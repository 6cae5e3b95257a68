//! Error types for OPNsense configuration operations.
//!
//! The taxonomy separates failures that happened before anything changed on
//! the appliance (transport, decode, rejection) from the partial failure where
//! a write was persisted but the follow-up reconfigure did not succeed.

use std::collections::BTreeMap;
use std::fmt;

use thiserror::Error;

use crate::id::ResourceId;

/// Field name to validation detail, as reported by the appliance.
pub type ValidationDetails = BTreeMap<String, serde_json::Value>;

/// Failures raised by a [`Transport`](crate::transport::Transport) implementation.
#[derive(Error, Debug, Clone, PartialEq, Eq)]
pub enum TransportError {
    /// The request never produced a response (connection, TLS, IO).
    #[error("network error: {0}")]
    Network(String),

    /// The appliance answered with a non-success HTTP status.
    #[error("status code non-200; status code {code}: {body}")]
    Status {
        /// HTTP status code
        code: u16,
        /// Response body text
        body: String,
    },

    /// The response body was not JSON.
    #[error("invalid response body: {0}")]
    InvalidBody(String),
}

/// Kind of write that produced a [`Error::Rejected`] or [`Error::PartialFailure`].
#[derive(Debug, Clone, Copy, PartialEq, Eq, Hash)]
pub enum WriteOperation {
    /// Create or update
    Set,
    /// Delete
    Delete,
}

impl WriteOperation {
    /// Lowercase name used in messages and log fields.
    #[must_use]
    pub const fn name(&self) -> &'static str {
        match self {
            Self::Set => "set",
            Self::Delete => "delete",
        }
    }
}

impl fmt::Display for WriteOperation {
    fn fmt(&self, f: &mut fmt::Formatter<'_>) -> fmt::Result {
        f.write_str(self.name())
    }
}

/// Main error type for OPNsense operations.
#[derive(Error, Debug, Clone, PartialEq)]
pub enum Error {
    /// Transport failure, propagated verbatim
    #[error(transparent)]
    Transport(#[from] TransportError),

    /// Response did not decode into the expected shape
    #[error("failed to decode response from `{path}`: {message}")]
    Decode {
        /// Endpoint the response came from
        path: String,
        /// Decoder message
        message: String,
    },

    /// Request payload could not be serialized
    #[error("failed to encode request payload: {0}")]
    Encode(String),

    /// The appliance answered a read with its empty-array idiom
    #[error("unable to find resource `{0}`. it may have been deleted upstream")]
    NotFound(String),

    /// A write was answered with a status other than its success sentinel
    #[error("resource not changed ({operation}). result: {result}{}", format_validations(.validations))]
    Rejected {
        /// Which write was rejected
        operation: WriteOperation,
        /// Raw status string returned by the appliance
        result: String,
        /// Field-level validation messages, if any
        validations: ValidationDetails,
    },

    /// The write was persisted but the subsequent reconfigure failed
    #[error("{operation} persisted{} but reconfigure at `{reconfigure_endpoint}` failed: {source}", format_id(.id.as_ref()))]
    PartialFailure {
        /// Which write was persisted
        operation: WriteOperation,
        /// Identifier of the persisted object, when the appliance returned one
        id: Option<ResourceId>,
        /// Endpoint to retry
        reconfigure_endpoint: String,
        /// Why the reconfigure failed
        source: Box<Error>,
    },

    /// Reconfigure answered with a status other than `ok`
    #[error("reconfigure failed at `{endpoint}`. status: {status}")]
    ReconfigureStatus {
        /// Reconfigure endpoint
        endpoint: String,
        /// Raw status string
        status: String,
    },

    /// A per-call deadline elapsed
    #[error("Timeout: {0}")]
    Timeout(String),

    /// Configuration error
    #[error("Configuration error: {0}")]
    ConfigError(String),
}

/// Specialized result type for OPNsense operations.
pub type Result<T> = std::result::Result<T, Error>;

fn format_validations(validations: &ValidationDetails) -> String {
    if validations.is_empty() {
        return String::new();
    }

    let fields = validations
        .iter()
        .map(|(field, detail)| match detail {
            serde_json::Value::String(message) => format!("{field}: {message}"),
            other => format!("{field}: {other}"),
        })
        .collect::<Vec<_>>()
        .join(", ");

    format!(". errors: {{{fields}}}")
}

fn format_id(id: Option<&ResourceId>) -> String {
    match id {
        Some(id) => format!(" (id {id})"),
        None => String::new(),
    }
}

impl Error {
    /// Returns the error code for this error type.
    #[must_use]
    pub fn error_code(&self) -> &'static str {
        match self {
            Self::Transport(TransportError::Network(_)) => "NETWORK_ERROR",
            Self::Transport(TransportError::Status { .. }) => "HTTP_STATUS_ERROR",
            Self::Transport(TransportError::InvalidBody(_)) => "INVALID_BODY",
            Self::Decode { .. } => "DECODE_ERROR",
            Self::Encode(_) => "ENCODE_ERROR",
            Self::NotFound(_) => "NOT_FOUND",
            Self::Rejected { .. } => "VALIDATION_ERROR",
            Self::PartialFailure { .. } => "PARTIAL_FAILURE",
            Self::ReconfigureStatus { .. } => "RECONFIGURE_FAILED",
            Self::Timeout(_) => "TIMEOUT",
            Self::ConfigError(_) => "CONFIG_ERROR",
        }
    }

    /// True when a read found no object behind the identifier.
    #[must_use]
    pub const fn is_not_found(&self) -> bool {
        matches!(self, Self::NotFound(_))
    }

    /// True when a write was persisted but not applied.
    #[must_use]
    pub const fn is_partial_failure(&self) -> bool {
        matches!(self, Self::PartialFailure { .. })
    }

    /// Identifier of an object that exists upstream despite this error.
    ///
    /// Callers that retry after a partial failure must keep this identifier
    /// and only re-run the reconfigure, never the create.
    #[must_use]
    pub fn persisted_id(&self) -> Option<&ResourceId> {
        match self {
            Self::PartialFailure { id, .. } => id.as_ref(),
            _ => None,
        }
    }

    /// Reconfigure endpoint that still needs to be applied.
    #[must_use]
    pub fn reconfigure_endpoint(&self) -> Option<&str> {
        match self {
            Self::PartialFailure {
                reconfigure_endpoint,
                ..
            } => Some(reconfigure_endpoint),
            _ => None,
        }
    }

    /// Returns true if this error should be logged as a serious error.
    #[must_use]
    pub const fn should_log(&self) -> bool {
        matches!(
            self,
            Self::PartialFailure { .. }
                | Self::ReconfigureStatus { .. }
                | Self::ConfigError(_)
                | Self::Decode { .. }
        )
    }

    /// True for failures a retry of the same request may clear.
    pub(crate) const fn is_transient(&self) -> bool {
        match self {
            Self::Transport(TransportError::Network(_)) | Self::Timeout(_) => true,
            Self::Transport(TransportError::Status { code, .. }) => *code == 429 || *code >= 500,
            _ => false,
        }
    }
}

impl From<validator::ValidationErrors> for Error {
    fn from(err: validator::ValidationErrors) -> Self {
        Self::ConfigError(err.to_string())
    }
}

#[cfg(test)]
mod tests {
    use super::*;
    use serde_json::json;

    fn rejected() -> Error {
        let mut validations = ValidationDetails::new();
        validations.insert("vlan.tag".to_string(), json!("required"));
        validations.insert("vlan.if".to_string(), json!("invalid parent"));
        Error::Rejected {
            operation: WriteOperation::Set,
            result: "failed".to_string(),
            validations,
        }
    }

    #[test]
    fn test_error_codes() {
        assert_eq!(
            Error::from(TransportError::Network("reset".into())).error_code(),
            "NETWORK_ERROR"
        );
        assert_eq!(
            Error::from(TransportError::Status {
                code: 500,
                body: String::new()
            })
            .error_code(),
            "HTTP_STATUS_ERROR"
        );
        assert_eq!(Error::NotFound("x".into()).error_code(), "NOT_FOUND");
        assert_eq!(rejected().error_code(), "VALIDATION_ERROR");
        assert_eq!(Error::Timeout("x".into()).error_code(), "TIMEOUT");
        assert_eq!(Error::ConfigError("x".into()).error_code(), "CONFIG_ERROR");
    }

    #[test]
    fn test_rejected_display_names_status_and_fields() {
        let message = rejected().to_string();
        assert_eq!(
            message,
            "resource not changed (set). result: failed. errors: {vlan.if: invalid parent, vlan.tag: required}"
        );
    }

    #[test]
    fn test_rejected_display_without_validations() {
        let err = Error::Rejected {
            operation: WriteOperation::Delete,
            result: "not found".to_string(),
            validations: ValidationDetails::new(),
        };
        assert_eq!(
            err.to_string(),
            "resource not changed (delete). result: not found"
        );
    }

    #[test]
    fn test_partial_failure_keeps_identifier() {
        let err = Error::PartialFailure {
            operation: WriteOperation::Set,
            id: Some(ResourceId::from("abc-1")),
            reconfigure_endpoint: "/routes/routes/reconfigure".to_string(),
            source: Box::new(TransportError::Network("connection reset".into()).into()),
        };

        assert!(err.is_partial_failure());
        assert!(err.should_log());
        assert_eq!(err.persisted_id().map(ResourceId::as_str), Some("abc-1"));
        assert_eq!(err.reconfigure_endpoint(), Some("/routes/routes/reconfigure"));
        assert_eq!(
            err.to_string(),
            "set persisted (id abc-1) but reconfigure at `/routes/routes/reconfigure` failed: network error: connection reset"
        );
    }

    #[test]
    fn test_persisted_id_absent_for_other_errors() {
        assert!(rejected().persisted_id().is_none());
        assert!(Error::NotFound("abc".into()).persisted_id().is_none());
        assert!(rejected().reconfigure_endpoint().is_none());
    }

    #[test]
    fn test_is_not_found() {
        assert!(Error::NotFound("abc".into()).is_not_found());
        assert!(!rejected().is_not_found());
    }

    #[test]
    fn test_transient_classification() {
        assert!(Error::from(TransportError::Network("x".into())).is_transient());
        assert!(Error::Timeout("x".into()).is_transient());
        assert!(!Error::from(TransportError::InvalidBody("x".into())).is_transient());
        assert!(!rejected().is_transient());

        let status = |code| Error::from(TransportError::Status { code, body: String::new() });
        assert!(status(502).is_transient());
        assert!(status(429).is_transient());
        assert!(!status(401).is_transient());
    }

    #[test]
    fn test_error_clone_and_eq() {
        let err = rejected();
        assert_eq!(err.clone(), err);
        assert_ne!(err, Error::NotFound("x".into()));
    }
}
::::::::
» **WORK ITEM**
Whenever a line of the records holds the string "returned", pick it out and copy it.

» **EXERCISE RESULT**
        /// Raw status string returned by the appliance
        /// Identifier of the persisted object, when the appliance returned one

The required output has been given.